Is it possible to automatically download from a site that insists on frames? 
Author Message
 Is it possible to automatically download from a site that insists on frames?

I'm sure this is a very common problem.  I am used to using snarf,
wget, and/or lynx to grab information from WWW sites.  However, I now need
to get stuff from a site that insists on your browser having frames.

Is there anyway to fake it out and have it work?  I've tried all 3 of the
mentioned tools and have used snarf's ability to tell the host that it is a
certain browser (I've tried both the "I'm Netscape" and "I'm Internet
Explorere" options, but neither works.)

It must be possible to do it, since obviously the GUI browsers are able to
navigate the terrain and get the data.  But I need to do it in Unix, from a
shell script.  Are there any commonly available tools to do this?

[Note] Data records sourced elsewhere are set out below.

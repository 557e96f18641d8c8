//! Configuration types for catalog binding.
//!
//! All pipeline behaviour is controlled through [`BinderConfig`], built via
//! its [`BinderConfigBuilder`]. One struct for every knob keeps the config
//! cheap to clone into concurrent guide tasks and easy to log.
//!
//! Settings usually arrive from a `config.json` next to the cookies
//! ([`FileConfig`]), then CLI flags override individual fields.

use crate::error::BinderError;
use crate::progress::ProgressCallback;
use serde::{Deserialize, Serialize};
use std::fmt;
use std::path::PathBuf;
use std::time::Duration;

/// Configuration for one catalog run.
///
/// # Example
/// ```rust
/// use guide2pdf::BinderConfig;
///
/// let config = BinderConfig::builder()
///     .output_path("guides")
///     .max_in_progress(2)
///     .max_retries(3)
///     .build()
///     .unwrap();
/// assert_eq!(config.max_in_progress, 2);
/// ```
#[derive(Clone)]
pub struct BinderConfig {
    /// Root directory for guide documents and their intermediate snapshots.
    pub output_path: PathBuf,

    /// Rebuild guide documents and snapshots that already exist. Default: false.
    pub overwrite: bool,

    /// Maximum number of guides assembled at the same time. Default: 3.
    ///
    /// Every in-flight guide holds one browser tab, so this is also the cap on
    /// simultaneous load against the remote site.
    pub max_in_progress: usize,

    /// Retry budget shared by every bounded operation. Default: 5. Must be ≥ 1.
    pub max_retries: u32,

    /// Snapshots smaller than this many bytes are re-rendered. Default: 10 KiB.
    pub min_bytes: u64,

    /// Keep the per-guide snapshot directory after merging. Default: false.
    pub keep_temp: bool,

    /// Absolute timeout for one navigation or reload. Default: 90.
    pub navigation_timeout_secs: u64,

    /// Pause before re-trying a failed navigation. Default: 10 000.
    pub navigation_cooldown_ms: u64,

    /// Pause before re-rendering an undersized snapshot. Default: 1 000.
    pub render_cooldown_ms: u64,

    /// Pause between injecting the stylesheet and the first render, giving
    /// the page time to paint. Default: 1 000.
    pub settle_ms: u64,

    /// Deadline for one whole guide. `None` lets a hung guide hold its slot
    /// forever. Default: 2 hours.
    pub guide_timeout_secs: Option<u64>,

    /// What to do with a snapshot that is still undersized after all retries.
    pub exhaustion_policy: ExhaustionPolicy,

    /// What to put in the merged document where a section failed.
    pub gap_policy: GapPolicy,

    /// CSS selectors describing the target site.
    pub selectors: SiteSelectors,

    /// Optional progress callback for per-guide and per-section events.
    pub progress_callback: Option<ProgressCallback>,
}

impl Default for BinderConfig {
    fn default() -> Self {
        Self {
            output_path: PathBuf::from("output"),
            overwrite: false,
            max_in_progress: 3,
            max_retries: 5,
            min_bytes: 10 * 1024,
            keep_temp: false,
            navigation_timeout_secs: 90,
            navigation_cooldown_ms: 10_000,
            render_cooldown_ms: 1_000,
            settle_ms: 1_000,
            guide_timeout_secs: Some(2 * 60 * 60),
            exhaustion_policy: ExhaustionPolicy::default(),
            gap_policy: GapPolicy::default(),
            selectors: SiteSelectors::default(),
            progress_callback: None,
        }
    }
}

impl fmt::Debug for BinderConfig {
    fn fmt(&self, f: &mut fmt::Formatter<'_>) -> fmt::Result {
        f.debug_struct("BinderConfig")
            .field("output_path", &self.output_path)
            .field("overwrite", &self.overwrite)
            .field("max_in_progress", &self.max_in_progress)
            .field("max_retries", &self.max_retries)
            .field("min_bytes", &self.min_bytes)
            .field("keep_temp", &self.keep_temp)
            .field("navigation_timeout_secs", &self.navigation_timeout_secs)
            .field("guide_timeout_secs", &self.guide_timeout_secs)
            .field("exhaustion_policy", &self.exhaustion_policy)
            .field("gap_policy", &self.gap_policy)
            .field(
                "progress_callback",
                &self.progress_callback.as_ref().map(|_| "<dyn BindProgressCallback>"),
            )
            .finish()
    }
}

impl BinderConfig {
    /// Create a new builder for `BinderConfig`.
    pub fn builder() -> BinderConfigBuilder {
        BinderConfigBuilder {
            config: Self::default(),
        }
    }

    pub fn navigation_timeout(&self) -> Duration {
        Duration::from_secs(self.navigation_timeout_secs)
    }

    pub fn navigation_cooldown(&self) -> Duration {
        Duration::from_millis(self.navigation_cooldown_ms)
    }

    pub fn render_cooldown(&self) -> Duration {
        Duration::from_millis(self.render_cooldown_ms)
    }

    pub fn settle(&self) -> Duration {
        Duration::from_millis(self.settle_ms)
    }

    pub fn guide_timeout(&self) -> Option<Duration> {
        self.guide_timeout_secs.map(Duration::from_secs)
    }
}

/// Builder for [`BinderConfig`].
#[derive(Debug)]
pub struct BinderConfigBuilder {
    config: BinderConfig,
}

impl BinderConfigBuilder {
    pub fn output_path(mut self, path: impl Into<PathBuf>) -> Self {
        self.config.output_path = path.into();
        self
    }

    pub fn overwrite(mut self, v: bool) -> Self {
        self.config.overwrite = v;
        self
    }

    pub fn max_in_progress(mut self, n: usize) -> Self {
        self.config.max_in_progress = n;
        self
    }

    pub fn max_retries(mut self, n: u32) -> Self {
        self.config.max_retries = n;
        self
    }

    pub fn min_bytes(mut self, n: u64) -> Self {
        self.config.min_bytes = n;
        self
    }

    pub fn keep_temp(mut self, v: bool) -> Self {
        self.config.keep_temp = v;
        self
    }

    pub fn navigation_timeout_secs(mut self, secs: u64) -> Self {
        self.config.navigation_timeout_secs = secs;
        self
    }

    pub fn navigation_cooldown_ms(mut self, ms: u64) -> Self {
        self.config.navigation_cooldown_ms = ms;
        self
    }

    pub fn render_cooldown_ms(mut self, ms: u64) -> Self {
        self.config.render_cooldown_ms = ms;
        self
    }

    pub fn settle_ms(mut self, ms: u64) -> Self {
        self.config.settle_ms = ms;
        self
    }

    pub fn guide_timeout_secs(mut self, secs: Option<u64>) -> Self {
        self.config.guide_timeout_secs = secs;
        self
    }

    pub fn exhaustion_policy(mut self, policy: ExhaustionPolicy) -> Self {
        self.config.exhaustion_policy = policy;
        self
    }

    pub fn gap_policy(mut self, policy: GapPolicy) -> Self {
        self.config.gap_policy = policy;
        self
    }

    pub fn selectors(mut self, selectors: SiteSelectors) -> Self {
        self.config.selectors = selectors;
        self
    }

    pub fn progress_callback(mut self, cb: ProgressCallback) -> Self {
        self.config.progress_callback = Some(cb);
        self
    }

    /// Overlay every field present in a [`FileConfig`].
    pub fn apply_file(mut self, file: &FileConfig) -> Self {
        if let Some(ref p) = file.output_path {
            self = self.output_path(p.clone());
        }
        if let Some(v) = file.overwrite {
            self = self.overwrite(v);
        }
        if let Some(n) = file.max_in_progress {
            self = self.max_in_progress(n);
        }
        if let Some(n) = file.max_retries {
            self = self.max_retries(n);
        }
        if let Some(n) = file.min_bytes {
            self = self.min_bytes(n);
        }
        if let Some(v) = file.keep_temp {
            self = self.keep_temp(v);
        }
        if let Some(secs) = file.navigation_timeout_secs {
            self = self.navigation_timeout_secs(secs);
        }
        if let Some(secs) = file.guide_timeout_secs {
            self = self.guide_timeout_secs(if secs == 0 { None } else { Some(secs) });
        }
        if let Some(p) = file.on_exhaustion {
            self = self.exhaustion_policy(p);
        }
        if let Some(g) = file.gaps {
            self = self.gap_policy(g);
        }
        self
    }

    /// Build the configuration, validating constraints.
    pub fn build(self) -> Result<BinderConfig, BinderError> {
        let c = &self.config;
        if c.max_retries == 0 {
            return Err(BinderError::InvalidConfig(
                "maxRetries must be ≥ 1 (a navigation needs at least one attempt)".into(),
            ));
        }
        if c.max_in_progress == 0 {
            return Err(BinderError::InvalidConfig("maxInProgress must be ≥ 1".into()));
        }
        if c.output_path.as_os_str().is_empty() {
            return Err(BinderError::InvalidConfig("outputPath must not be empty".into()));
        }
        if c.selectors.fallback_candidates.is_empty() {
            return Err(BinderError::InvalidConfig(
                "at least one fallback content selector is required".into(),
            ));
        }
        Ok(self.config)
    }
}

// ── On-disk config ───────────────────────────────────────────────────────

/// The `config.json` file format. Every field is optional.
///
/// ```json
/// { "outputPath": "guides", "overwrite": false, "maxInProgress": 3,
///   "maxRetries": 5, "minBytes": 10240, "keepTemp": false }
/// ```
#[derive(Debug, Clone, Default, PartialEq, Serialize, Deserialize)]
#[serde(rename_all = "camelCase")]
pub struct FileConfig {
    pub output_path: Option<PathBuf>,
    pub overwrite: Option<bool>,
    #[serde(alias = "maxParallel")]
    pub max_in_progress: Option<usize>,
    pub max_retries: Option<u32>,
    pub min_bytes: Option<u64>,
    pub keep_temp: Option<bool>,
    pub navigation_timeout_secs: Option<u64>,
    /// `0` disables the guide deadline.
    pub guide_timeout_secs: Option<u64>,
    pub on_exhaustion: Option<ExhaustionPolicy>,
    pub gaps: Option<GapPolicy>,
}

// ── Policies ─────────────────────────────────────────────────────────────

/// Fate of a snapshot that is still below `min_bytes` after every retry.
#[derive(Debug, Clone, Copy, PartialEq, Eq, Default, Serialize, Deserialize)]
#[serde(rename_all = "lowercase")]
pub enum ExhaustionPolicy {
    /// Keep the file and merge it anyway, with a warning. (default)
    #[default]
    Accept,
    /// Delete the file and treat the section as failed.
    Fail,
}

/// What the merged document shows where a section failed.
#[derive(Debug, Clone, Copy, PartialEq, Eq, Default, Serialize, Deserialize)]
#[serde(rename_all = "lowercase")]
pub enum GapPolicy {
    /// Nothing; the surrounding sections become adjacent. (default)
    #[default]
    Skip,
    /// A one-page "Section N unavailable" marker.
    Placeholder,
}

/// CSS selectors for the fixed structure of the target site.
#[derive(Debug, Clone, PartialEq, Eq, Serialize, Deserialize)]
pub struct SiteSelectors {
    /// Catalog: one link per guide.
    pub catalog_link: String,
    /// Catalog: the guide title, the first following sibling of the link
    /// that matches.
    pub catalog_title: String,
    /// Guide landing page: ordered table-of-contents links.
    pub toc_link: String,
    /// Section page: the primary content element.
    pub content: String,
    /// Section page: containers measured when `content` is absent.
    pub fallback_candidates: Vec<String>,
    /// Section page: the header stacked above the content.
    pub header: String,
}

impl Default for SiteSelectors {
    fn default() -> Self {
        Self {
            catalog_link: "a.cover".into(),
            catalog_title: ".title".into(),
            toc_link: "#toc a[data-section-id]".into(),
            content: "#content article".into(),
            fallback_candidates: vec!["#content".into(), "body".into()],
            header: "header".into(),
        }
    }
}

Fri, 31 May 2002 03:00:00 GMT  
 Is it possible to automatically download from a site that insists on frames?

Quote:
> I'm sure this is a very common problem. I am used to using snarf,
> wget, and/or lynx to grab information from WWW sites. However, I now need
> to get stuff from a site that insists on your browser having frames.

> Is there anyway to fake it out and have it work? I've tried all 3 of the
> mentioned tools and have used snarf's ability to tell the host that it is a
> certain browser (I've tried both the "I'm Netscape" and "I'm Internet
> Explorere" options, but neither works.)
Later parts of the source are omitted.